DILI -- Rebel soldiers shot East Timor
President and Nobel laureate Jose Ramos-Horta in the stomach at
his home in Dili on Monday, while Prime Minister Xanana Gusmao
escaped injury in another attack, officials said.
The shootings on East Timor’s two most famous
independence figures, in which a key rebel leader was killed,
prompted analysts to warn the tiny Southeast Asian nation could
suffer renewed violence and political chaos.
Ramos-Horta was in a stable condition
following the assassination attempt, Foreign Minister Zacarias
da Costa said, while in Dili, residents reported the capital
appeared calm.
The president, who shared the 1996 Nobel
Peace Prize with compatriot Bishop Carolos Belo for their
nonviolent struggle for East Timor’s independence from
Indonesian occupation, was being operated on by an Australian
military medical team in Dili.
"I was in the heliport and yes, he’s in a
stable condition, his life is not endangered," da Costa told CNN
television, referring to a heliport at an Australian military
base in Dili where Ramos-Horta was taken.
The East Timor President will be flown to an
Australian hospital in the city of Darwin for treatment, Prime
Minister Kevin Rudd told reporters.
James Dunn, a former adviser to Ramos-Horta
and former Australian consul in Dili, told Australian radio the
president had been shot twice. One shot had passed through
Ramos-Horta’s back and into his stomach, he said.
"He was able to talk and we don’t know how
far is the damage," Ramos-Horta’s sister-in-law, Maria Gabriella
Carrascalao, told Australian radio.
Rebel leader Alfredo Reinado was killed in
the assault and an East Timor soldier was also seriously
wounded, military spokesman Domingos da Camara said.

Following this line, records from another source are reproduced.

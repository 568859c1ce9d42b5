//! ed25519 user keys and signatures

use std::fmt;

use ed25519_dalek::{Signature, Signer, SigningKey, Verifier, VerifyingKey};
use erd_primitives::Address;
use rand::{rngs::OsRng, RngCore};
use zeroize::Zeroize;

use crate::CryptoError;

/// Length of an ed25519 signature in bytes
pub const SIGNATURE_LEN: usize = 64;

/// ed25519 secret key of a user account (32 bytes)
///
/// The key material is wiped on drop and never shown by `Debug`.
/// Not `Clone`: a secret has exactly one owner.
pub struct UserSecretKey {
    inner: SigningKey,
}

impl UserSecretKey {
    /// Size in bytes
    pub const LEN: usize = 32;

    /// Create from raw bytes
    pub fn from_bytes(bytes: &[u8]) -> Result<Self, CryptoError> {
        let mut raw: [u8; 32] = bytes.try_into().map_err(|_| CryptoError::BadSecretKeyLength {
            expected: Self::LEN,
            got: bytes.len(),
        })?;
        let inner = SigningKey::from_bytes(&raw);
        raw.zeroize();
        Ok(Self { inner })
    }

    /// Parse from a hex string
    pub fn from_hex(s: &str) -> Result<Self, CryptoError> {
        let mut bytes = hex::decode(s.trim())
            .map_err(|e| CryptoError::InvalidKeystore(format!("invalid secret key hex: {}", e)))?;
        let key = Self::from_bytes(&bytes);
        bytes.zeroize();
        key
    }

    /// Generate a new random key from the OS random source
    pub fn generate() -> Self {
        let mut raw = [0u8; 32];
        OsRng.fill_bytes(&mut raw);
        let inner = SigningKey::from_bytes(&raw);
        raw.zeroize();
        Self { inner }
    }

    /// Raw secret bytes
    pub fn as_bytes(&self) -> &[u8; 32] {
        self.inner.as_bytes()
    }

    /// Hex of the raw secret bytes
    pub fn to_hex(&self) -> String {
        hex::encode(self.inner.as_bytes())
    }

    /// Matching public key
    pub fn public_key(&self) -> UserPublicKey {
        UserPublicKey {
            bytes: self.inner.verifying_key().to_bytes(),
        }
    }

    /// Sign a message, returning the 64-byte signature
    pub fn sign(&self, message: &[u8]) -> [u8; SIGNATURE_LEN] {
        self.inner.sign(message).to_bytes()
    }
}

impl fmt::Debug for UserSecretKey {
    fn fmt(&self, f: &mut fmt::Formatter<'_>) -> fmt::Result {
        f.debug_struct("UserSecretKey")
            .field("public_key", &self.public_key().to_hex())
            .field("secret", &"[REDACTED]")
            .finish()
    }
}

/// ed25519 public key of a user account (32 bytes)
#[derive(Clone, Copy, PartialEq, Eq, Hash)]
pub struct UserPublicKey {
    bytes: [u8; 32],
}

impl UserPublicKey {
    /// Size in bytes
    pub const LEN: usize = 32;

    /// Create from raw bytes
    pub fn from_bytes(bytes: &[u8]) -> Result<Self, CryptoError> {
        let bytes: [u8; 32] = bytes.try_into().map_err(|_| CryptoError::BadPubkeyLength {
            expected: Self::LEN,
            got: bytes.len(),
        })?;
        Ok(Self { bytes })
    }

    /// Public key of an address
    pub fn from_address(address: &Address) -> Self {
        Self {
            bytes: *address.pubkey(),
        }
    }

    /// Raw bytes
    pub fn as_bytes(&self) -> &[u8; 32] {
        &self.bytes
    }

    /// Hex representation
    pub fn to_hex(&self) -> String {
        hex::encode(self.bytes)
    }

    /// Address of this key under the given prefix
    pub fn to_address(&self, hrp: &str) -> Result<Address, CryptoError> {
        Ok(Address::new(&self.bytes, hrp)?)
    }

    /// Verify a signature over `message`.
    ///
    /// Returns `false` for malformed signatures and for keys that are not
    /// valid curve points.
    pub fn verify(&self, message: &[u8], signature: &[u8]) -> bool {
        let Ok(signature) = <[u8; SIGNATURE_LEN]>::try_from(signature) else {
            return false;
        };
        let Ok(key) = VerifyingKey::from_bytes(&self.bytes) else {
            return false;
        };
        key.verify(message, &Signature::from_bytes(&signature)).is_ok()
    }
}

impl fmt::Debug for UserPublicKey {
    fn fmt(&self, f: &mut fmt::Formatter<'_>) -> fmt::Result {
        write!(f, "UserPublicKey({})", self.to_hex())
    }
}

impl fmt::Display for UserPublicKey {
    fn fmt(&self, f: &mut fmt::Formatter<'_>) -> fmt::Result {
        f.write_str(&self.to_hex())
    }
}

#[cfg(test)]
mod tests {
    use super::*;

    const ALICE_SECRET: &str = "413f42575f7f26fad3317a778771212fdb80245850981e48b58a4f25e344e8f9";
    const ALICE_PUBLIC: &str = "0139472eff6886771a982f3083da5d421f24c29181e63888228dc81ca60d69e1";
    const ALICE_BECH32: &str = "erd1qyu5wthldzr8wx5c9ucg8kjagg0jfs53s8nr3zpz3hypefsdd8ssycr6th";

    #[test]
    fn test_public_key_from_known_secret() {
        let secret = UserSecretKey::from_hex(ALICE_SECRET).unwrap();
        let public = secret.public_key();
        assert_eq!(public.to_hex(), ALICE_PUBLIC);
        assert_eq!(public.to_address("erd").unwrap().to_bech32(), ALICE_BECH32);
    }

    #[test]
    fn test_sign_and_verify() {
        let secret = UserSecretKey::generate();
        let public = secret.public_key();

        let signature = secret.sign(b"test message");
        assert_eq!(signature.len(), SIGNATURE_LEN);
        assert!(public.verify(b"test message", &signature));
        assert!(!public.verify(b"other message", &signature));
    }

    #[test]
    fn test_signatures_are_deterministic() {
        let secret = UserSecretKey::from_hex(ALICE_SECRET).unwrap();
        assert_eq!(secret.sign(b"payload"), secret.sign(b"payload"));
    }

    #[test]
    fn test_verify_rejects_wrong_key() {
        let signer = UserSecretKey::generate();
        let other = UserSecretKey::generate();
        let signature = signer.sign(b"msg");
        assert!(!other.public_key().verify(b"msg", &signature));
    }

    #[test]
    fn test_verify_rejects_malformed_signature() {
        let secret = UserSecretKey::generate();
        let public = secret.public_key();
        let signature = secret.sign(b"msg");
        assert!(!public.verify(b"msg", &signature[..63]));
        assert!(!public.verify(b"msg", &[]));

        let mut tampered = signature;
        tampered[0] ^= 0x01;
        assert!(!public.verify(b"msg", &tampered));
    }

    #[test]
    fn test_bad_key_lengths() {
        assert!(matches!(
            UserSecretKey::from_bytes(&[1u8; 31]),
            Err(CryptoError::BadSecretKeyLength { expected: 32, got: 31 })
        ));
        assert!(matches!(
            UserPublicKey::from_bytes(&[1u8; 33]),
            Err(CryptoError::BadPubkeyLength { expected: 32, got: 33 })
        ));
    }

    #[test]
    fn test_secret_key_debug_is_redacted() {
        let secret = UserSecretKey::from_hex(ALICE_SECRET).unwrap();
        let debug = format!("{:?}", secret);
        assert!(debug.contains("REDACTED"));
        assert!(!debug.contains(ALICE_SECRET));
    }

    #[test]
    fn test_public_key_from_address() {
        let address = Address::from_bech32(ALICE_BECH32, Some("erd")).unwrap();
        assert_eq!(UserPublicKey::from_address(&address).to_hex(), ALICE_PUBLIC);
    }

    mod prop {
        use super::*;
        use proptest::prelude::*;

        proptest! {
            #![proptest_config(ProptestConfig::with_cases(64))]

            #[test]
            fn signature_verifies_only_its_message(
                seed in proptest::array::uniform32(any::<u8>()),
                message in proptest::collection::vec(any::<u8>(), 0..256),
            ) {
                let secret = UserSecretKey::from_bytes(&seed).unwrap();
                let public = secret.public_key();
                let signature = secret.sign(&message);
                prop_assert!(public.verify(&message, &signature));

                let mut other = message.clone();
                other.push(0x2a);
                prop_assert!(!public.verify(&other, &signature));
            }
        }
    }
}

A Reuters reporter saw the bodies of the two
dead attackers and identified one of them as Reinado.
The military said attackers in two cars were
involved in the early morning raid on the president’s isolated
home.
International security forces placed a cordon
around the house and were patrolling Dili’s streets to prevent
further violence.
Prime Minister Gusmao was also attacked on
Monday morning, said Alfredo de Araujo, a member of Gusmao’s
security team.
"No one was wounded but Gusmao’s car was
damaged by bullets," said the official, adding that Gusmao’s
family had been taken to a military compound for protection.

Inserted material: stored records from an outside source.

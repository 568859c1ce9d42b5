//! Subcommands

pub mod address;
pub mod amount;
pub mod config;
pub mod message;
pub mod tx;
pub mod wallet;

use std::path::{Path, PathBuf};

use erd_sdk::{UserPem, UserSecretKey, UserWallet};

use crate::CliError;

/// Where a signing key comes from
#[derive(Debug, clap::Args)]
pub struct KeySource {
    /// PEM file holding the key
    #[arg(long, conflicts_with = "keystore")]
    pub pem: Option<PathBuf>,

    /// Entry index inside the PEM file
    #[arg(long, default_value = "0")]
    pub pem_index: usize,

    /// Keystore file holding the key
    #[arg(long)]
    pub keystore: Option<PathBuf>,

    /// Keystore password
    #[arg(long)]
    pub password: Option<String>,

    /// Address index, for mnemonic keystores
    #[arg(long)]
    pub address_index: Option<u32>,
}

impl KeySource {
    /// Load the secret key
    pub fn load(&self) -> Result<UserSecretKey, CliError> {
        match (&self.pem, &self.keystore) {
            (Some(pem), None) => Ok(UserPem::from_file(pem, self.pem_index)?.secret_key),
            (None, Some(keystore)) => {
                let password = require_password(self.password.as_deref())?;
                Ok(UserWallet::load_secret_key(keystore, password, self.address_index)?)
            }
            _ => Err(CliError::InvalidInput("exactly one of --pem or --keystore is required".to_string())),
        }
    }
}

pub(crate) fn require_password(password: Option<&str>) -> Result<&str, CliError> {
    password.ok_or_else(|| CliError::InvalidInput("--password is required for keystores".to_string()))
}

/// Write `text` to `outfile`, or return it for printing
pub(crate) fn write_or_return(outfile: Option<&Path>, text: String) -> Result<Option<String>, CliError> {
    match outfile {
        Some(path) => {
            std::fs::write(path, text)?;
            Ok(None)
        }
        None => Ok(Some(text)),
    }
}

The United Nations said Gusmao was
coordinating with the UN mission in the country and
international forces.
Aid worker Mauricio Borges told Reuters Dili
appeared calm.
"Dili is safe. There are no riots in the
capital. But there is heavy patrolling by the police and
military police," Borges said, adding many helicopters were
flying over the capital.
Borges said Gusmao had spoken on national
radio and appealed to East Timorese to stay indoors and not
spread rumors.
"The attack against the state has failed,"
the aid worker quoted Gusmao as saying. The prime minister said
his driver was wounded and his car badly damaged in the attack
against him.
East Timor has been struggling to get back on
its feet after the army tore apart along regional lines in 2006.
The factional bloodshed two years ago killed
37 people and drove 150,000 from their homes, with foreign
troops needed to restore order between warring neighborhoods.
Reinado had led a revolt against the
government and was charged with murder during the 2006 factional
violence. Rebels loyal to Reinado fired on Australian troops
patrolling near Dili earlier this month, an Australian commander
said at the time.
Some analysts warned the attack on Ramos-Horta
and killing of Reinado could spark another outbreak of violence
and lead to a collapse of the government, if supporters of rebel
leader Reinado pulled out of the coalition.
"Prime Minister Xanana is going to have to
work very hard to ensure the government retains its cohesion.
It’s a crisis now," said Damien Kingsbury, associate professor
at Australia’s Deakin University.
Security analyst Alan Dupont, from Sydney think-tank the Lowy
Institute, said the shooting was grim news for East Timor.